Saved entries

----

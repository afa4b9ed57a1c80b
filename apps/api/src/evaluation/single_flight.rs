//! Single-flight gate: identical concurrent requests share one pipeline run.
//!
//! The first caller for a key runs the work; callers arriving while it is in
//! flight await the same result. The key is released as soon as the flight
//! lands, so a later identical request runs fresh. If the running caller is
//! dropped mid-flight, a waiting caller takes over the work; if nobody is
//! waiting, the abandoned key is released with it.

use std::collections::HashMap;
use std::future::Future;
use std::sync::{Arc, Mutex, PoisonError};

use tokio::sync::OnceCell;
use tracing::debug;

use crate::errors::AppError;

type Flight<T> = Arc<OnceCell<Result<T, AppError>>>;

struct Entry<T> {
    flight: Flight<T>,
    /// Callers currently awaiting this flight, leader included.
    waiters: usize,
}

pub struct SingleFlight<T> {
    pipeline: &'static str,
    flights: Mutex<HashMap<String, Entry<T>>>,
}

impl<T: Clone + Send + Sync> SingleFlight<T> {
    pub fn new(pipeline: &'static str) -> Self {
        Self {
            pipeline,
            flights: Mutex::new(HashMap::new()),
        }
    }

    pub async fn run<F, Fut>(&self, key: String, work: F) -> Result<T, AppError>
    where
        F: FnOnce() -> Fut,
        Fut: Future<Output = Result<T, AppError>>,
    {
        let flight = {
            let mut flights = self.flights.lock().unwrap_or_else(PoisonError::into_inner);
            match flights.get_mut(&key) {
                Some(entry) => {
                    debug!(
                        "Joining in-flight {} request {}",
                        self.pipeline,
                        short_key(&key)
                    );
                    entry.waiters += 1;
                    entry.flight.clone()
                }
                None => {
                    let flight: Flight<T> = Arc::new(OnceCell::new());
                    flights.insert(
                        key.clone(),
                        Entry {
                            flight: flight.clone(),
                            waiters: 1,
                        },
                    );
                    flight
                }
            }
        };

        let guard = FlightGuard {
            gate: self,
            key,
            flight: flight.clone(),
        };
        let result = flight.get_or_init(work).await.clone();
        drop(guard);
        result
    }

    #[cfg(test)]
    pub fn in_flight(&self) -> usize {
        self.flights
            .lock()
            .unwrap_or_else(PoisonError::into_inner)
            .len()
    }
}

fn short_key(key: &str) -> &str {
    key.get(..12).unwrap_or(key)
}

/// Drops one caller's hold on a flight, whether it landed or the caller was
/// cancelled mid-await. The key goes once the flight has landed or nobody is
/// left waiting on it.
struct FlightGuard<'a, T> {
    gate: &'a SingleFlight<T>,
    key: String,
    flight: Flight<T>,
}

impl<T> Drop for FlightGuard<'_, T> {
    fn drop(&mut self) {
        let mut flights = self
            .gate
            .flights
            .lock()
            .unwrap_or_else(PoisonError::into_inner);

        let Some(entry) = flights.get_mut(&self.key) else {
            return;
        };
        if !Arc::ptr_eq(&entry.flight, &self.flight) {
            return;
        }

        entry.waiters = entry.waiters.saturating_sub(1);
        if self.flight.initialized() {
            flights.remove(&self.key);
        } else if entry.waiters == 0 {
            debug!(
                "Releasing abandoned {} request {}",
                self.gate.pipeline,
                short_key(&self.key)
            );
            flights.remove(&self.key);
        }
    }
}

----

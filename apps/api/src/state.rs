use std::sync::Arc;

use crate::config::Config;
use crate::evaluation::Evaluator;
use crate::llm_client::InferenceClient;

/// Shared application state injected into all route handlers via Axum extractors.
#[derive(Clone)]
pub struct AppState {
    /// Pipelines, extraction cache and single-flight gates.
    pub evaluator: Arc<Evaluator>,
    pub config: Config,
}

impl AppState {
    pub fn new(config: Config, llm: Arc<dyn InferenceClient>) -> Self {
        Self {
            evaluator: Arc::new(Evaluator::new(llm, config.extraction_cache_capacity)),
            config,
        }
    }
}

----

## What the exercise asks
Count how many lines in the data contain the word "Future", giving the number without comment.

## Exercise solution
2